* Work to be completed *
From the entries, copy each line that includes "ResourceKind".

BEGIN Provided records

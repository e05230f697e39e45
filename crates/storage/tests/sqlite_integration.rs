use chrono::{NaiveDate, NaiveTime};
use epsilon_core::model::{
    AnswerRecord, Badge, Category, CurrentUser, Difficulty, LessonSection, MeetingDraft,
    MeetingType, ProgressRecord, QuizAttempt, QuizQuestion, Recurrence, Resource, ResourceId,
    ResourceKind, ResourceType, Theme, UserEmail,
};
use epsilon_core::time::fixed_now;
use storage::repository::{
    MeetingRepository, ProfileRepository, ProgressPatch, ProgressRepository,
    QuizAttemptRepository, RegistrationRepository, ResourceRepository, StorageError,
};
use storage::sqlite::SqliteRepository;

async fn repo(name: &str) -> SqliteRepository {
    let repo = SqliteRepository::connect(&format!("sqlite:file:{name}?mode=memory&cache=shared"))
        .await
        .expect("connect");
    repo.migrate().await.expect("migrate");
    repo
}

fn ada() -> UserEmail {
    UserEmail::new("Ada@Example.com").unwrap()
}

#[tokio::test]
async fn sqlite_progress_create_patch_and_find() {
    let repo = repo("memdb_progress").await;

    let mut record = ProgressRecord::first_activity(ada());
    record.record_completion(ResourceType::Lesson, ResourceId::new(1), 150);
    let id = repo.create(&record).await.unwrap();
    assert_eq!(repo.create(&record).await, Err(StorageError::Conflict));

    record.record_completion(ResourceType::Quiz, ResourceId::new(2), 100);
    record.refresh_badges();
    repo.update(id, &ProgressPatch::after_completion(ResourceType::Quiz, &record))
        .await
        .unwrap();

    let entry = repo.find_by_email(&ada()).await.unwrap().expect("record");
    assert_eq!(entry.id, id);
    assert_eq!(entry.record.xp(), 250);
    assert_eq!(entry.record.streak_days(), 1);
    assert!(entry.record.completed_lessons().contains(&ResourceId::new(1)));
    assert!(entry.record.completed_quizzes().contains(&ResourceId::new(2)));
    assert!(entry.record.stored_badges().contains(&Badge::Starter));
    assert_eq!(repo.list().await.unwrap().len(), 1);

    let missing = UserEmail::new("nobody@example.com").unwrap();
    assert!(repo.find_by_email(&missing).await.unwrap().is_none());
}

#[tokio::test]
async fn sqlite_update_of_unknown_record_is_not_found() {
    let repo = repo("memdb_progress_missing").await;
    let patch = ProgressPatch {
        streak_days: Some(3),
        ..ProgressPatch::default()
    };
    assert_eq!(
        repo.update(epsilon_core::model::ProgressId::new(7), &patch).await,
        Err(StorageError::NotFound)
    );
    assert_eq!(
        repo.update(
            epsilon_core::model::ProgressId::new(7),
            &ProgressPatch::default()
        )
        .await,
        Err(StorageError::NotFound)
    );
}

#[tokio::test]
async fn sqlite_attempts_keep_answers_and_order() {
    let repo = repo("memdb_attempts").await;
    let answers = vec![
        AnswerRecord {
            question_index: 0,
            selected_answer: 1,
            correct: true,
        },
        AnswerRecord {
            question_index: 1,
            selected_answer: 0,
            correct: false,
        },
    ];
    let first =
        QuizAttempt::from_answers(ada(), ResourceId::new(5), 2, answers.clone(), fixed_now()).unwrap();
    let second = QuizAttempt::from_answers(
        ada(),
        ResourceId::new(5),
        2,
        answers,
        fixed_now() + chrono::Duration::minutes(5),
    )
    .unwrap();
    let a = repo.append_attempt(&first).await.unwrap();
    let b = repo.append_attempt(&second).await.unwrap();
    assert!(b > a);

    let stored = repo.attempts_for_user(&ada()).await.unwrap();
    assert_eq!(stored, vec![first, second]);
    assert_eq!(stored[1].score_label(), "1/2");
}

#[tokio::test]
async fn sqlite_resources_roundtrip_kind_payload() {
    let repo = repo("memdb_resources").await;
    let quiz = Resource::new(
        ResourceId::new(10),
        "Pricing quiz",
        Some("Check your margins".into()),
        Category::Finance,
        Difficulty::Intermediate,
        ResourceKind::Quiz {
            questions: vec![
                QuizQuestion::new("Markup?", vec!["a".into(), "b".into()], 1, "b").unwrap(),
            ],
        },
    )
    .unwrap()
    .with_xp_reward(Some(120));
    let lesson = Resource::new(
        ResourceId::new(3),
        "Leading teams",
        None,
        Category::Leadership,
        Difficulty::Beginner,
        ResourceKind::Lesson {
            sections: vec![LessonSection::new("Trust", "Build **trust** first.")],
            sources: vec!["Team handbook".into()],
        },
    )
    .unwrap()
    .with_duration_minutes(Some(15));

    repo.upsert_resource(&quiz).await.unwrap();
    repo.upsert_resource(&lesson).await.unwrap();
    repo.upsert_resource(&lesson).await.unwrap();

    assert_eq!(repo.get_resource(ResourceId::new(10)).await.unwrap(), quiz);
    let listed = repo.list_resources().await.unwrap();
    assert_eq!(listed, vec![lesson.clone(), quiz]);
    assert_eq!(listed[0].xp_reward(), 150);
    assert_eq!(
        repo.get_resource(ResourceId::new(99)).await,
        Err(StorageError::NotFound)
    );
}

#[tokio::test]
async fn sqlite_meetings_and_registrations() {
    let repo = repo("memdb_meetings").await;
    let day = NaiveDate::from_ymd_opt(2026, 11, 3).unwrap();

    let mut late = MeetingDraft::new(
        "Growth study group",
        "Emma Rodriguez",
        day,
        NaiveTime::from_hms_opt(17, 0, 0).unwrap(),
        "meet.example.com/growth",
    );
    late.meeting_type = MeetingType::GroupStudy;
    late.recurring = Recurrence::Weekly;
    late.category = Category::Marketing;
    let early = MeetingDraft::new(
        "Tutoring",
        "Prof. Michael Chen",
        day,
        NaiveTime::from_hms_opt(9, 30, 0).unwrap(),
        "https://meet.example.com/tutor",
    );

    let late_id = repo.insert_meeting(&late.validate().unwrap()).await.unwrap();
    let early_id = repo.insert_meeting(&early.validate().unwrap()).await.unwrap();

    let meetings = repo.list_meetings().await.unwrap();
    assert_eq!(
        meetings.iter().map(|m| m.id).collect::<Vec<_>>(),
        vec![early_id, late_id]
    );
    let fetched = repo.get_meeting(late_id).await.unwrap();
    assert_eq!(fetched.meeting_link.as_str(), "https://meet.example.com/growth");
    assert_eq!(fetched.recurring, Recurrence::Weekly);
    assert_eq!(fetched.meeting_type, MeetingType::GroupStudy);

    assert!(repo.register(&ada(), late_id).await.unwrap());
    assert!(!repo.register(&ada(), late_id).await.unwrap());
    assert_eq!(repo.registrations_for_user(&ada()).await.unwrap(), vec![late_id]);
    assert!(repo.unregister(&ada(), late_id).await.unwrap());
    assert!(repo.registrations_for_user(&ada()).await.unwrap().is_empty());
    assert_eq!(
        repo.register(&ada(), epsilon_core::model::MeetingId::new(404)).await,
        Err(StorageError::NotFound)
    );
}

#[tokio::test]
async fn sqlite_profile_upsert_keeps_one_row_per_user() {
    let repo = repo("memdb_profiles").await;
    assert!(repo.find_profile(&ada()).await.unwrap().is_none());

    let mut user = CurrentUser::new(ada()).with_full_name("Ada");
    repo.save_profile(&user).await.unwrap();

    user.full_name = Some("Ada Lovelace".into());
    user.theme = Theme::HighContrast;
    repo.save_profile(&user).await.unwrap();

    let stored = repo.find_profile(&ada()).await.unwrap().expect("profile");
    assert_eq!(stored, user);
    assert_eq!(stored.theme.to_string(), "high-contrast");
}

END Provided records

* Solution to this problem *
    ResourceKind, ResourceType, Theme, UserEmail,
        ResourceKind::Quiz {
        ResourceKind::Lesson {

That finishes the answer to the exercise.